Data for processing section start

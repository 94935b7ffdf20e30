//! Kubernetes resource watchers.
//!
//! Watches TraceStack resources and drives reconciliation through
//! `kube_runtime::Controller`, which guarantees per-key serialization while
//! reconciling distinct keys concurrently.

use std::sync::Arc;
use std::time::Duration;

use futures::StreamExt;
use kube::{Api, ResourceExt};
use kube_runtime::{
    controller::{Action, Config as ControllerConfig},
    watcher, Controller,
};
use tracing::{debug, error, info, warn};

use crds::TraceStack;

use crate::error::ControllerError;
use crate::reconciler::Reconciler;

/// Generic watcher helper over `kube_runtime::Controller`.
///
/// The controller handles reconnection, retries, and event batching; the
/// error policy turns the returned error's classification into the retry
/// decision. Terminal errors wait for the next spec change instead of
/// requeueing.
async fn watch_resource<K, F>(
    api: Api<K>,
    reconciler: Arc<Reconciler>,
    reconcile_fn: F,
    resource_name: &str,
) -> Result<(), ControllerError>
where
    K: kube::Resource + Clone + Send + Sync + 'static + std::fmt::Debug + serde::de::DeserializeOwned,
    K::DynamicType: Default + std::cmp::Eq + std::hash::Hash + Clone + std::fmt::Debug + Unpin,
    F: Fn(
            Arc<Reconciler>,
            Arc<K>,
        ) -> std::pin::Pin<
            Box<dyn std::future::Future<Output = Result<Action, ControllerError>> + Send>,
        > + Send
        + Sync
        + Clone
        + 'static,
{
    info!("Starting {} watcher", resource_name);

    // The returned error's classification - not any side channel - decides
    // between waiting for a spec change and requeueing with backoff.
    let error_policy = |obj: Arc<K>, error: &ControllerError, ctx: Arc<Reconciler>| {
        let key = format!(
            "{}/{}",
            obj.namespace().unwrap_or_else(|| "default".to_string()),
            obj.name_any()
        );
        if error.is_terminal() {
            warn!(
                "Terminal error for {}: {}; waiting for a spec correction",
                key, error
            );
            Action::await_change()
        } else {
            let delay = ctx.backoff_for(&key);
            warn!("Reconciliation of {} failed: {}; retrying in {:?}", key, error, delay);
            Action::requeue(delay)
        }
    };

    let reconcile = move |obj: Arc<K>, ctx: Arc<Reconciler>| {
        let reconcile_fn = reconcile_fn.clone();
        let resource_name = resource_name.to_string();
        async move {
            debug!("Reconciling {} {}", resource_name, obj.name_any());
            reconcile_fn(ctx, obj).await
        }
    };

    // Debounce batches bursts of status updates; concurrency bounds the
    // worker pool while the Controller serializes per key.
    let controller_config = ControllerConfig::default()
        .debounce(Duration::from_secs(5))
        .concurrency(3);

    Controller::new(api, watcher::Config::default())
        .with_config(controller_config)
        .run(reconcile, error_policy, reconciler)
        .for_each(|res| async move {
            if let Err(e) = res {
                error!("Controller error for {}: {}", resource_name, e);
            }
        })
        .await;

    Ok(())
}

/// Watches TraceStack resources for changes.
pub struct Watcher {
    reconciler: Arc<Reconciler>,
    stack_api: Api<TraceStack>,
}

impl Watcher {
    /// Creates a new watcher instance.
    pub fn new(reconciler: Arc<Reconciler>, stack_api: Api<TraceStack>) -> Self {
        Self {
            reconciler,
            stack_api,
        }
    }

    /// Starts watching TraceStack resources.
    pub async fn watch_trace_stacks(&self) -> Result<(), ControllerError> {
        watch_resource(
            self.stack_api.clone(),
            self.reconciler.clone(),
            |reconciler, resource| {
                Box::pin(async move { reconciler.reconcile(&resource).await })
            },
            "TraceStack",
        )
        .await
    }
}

Data for processing section end

## Task instructions
Check each line of the records above for "ControllerConfig", and copy those that have it.

## Response for this exercise
    controller::{Action, Config as ControllerConfig},
    let controller_config = ControllerConfig::default()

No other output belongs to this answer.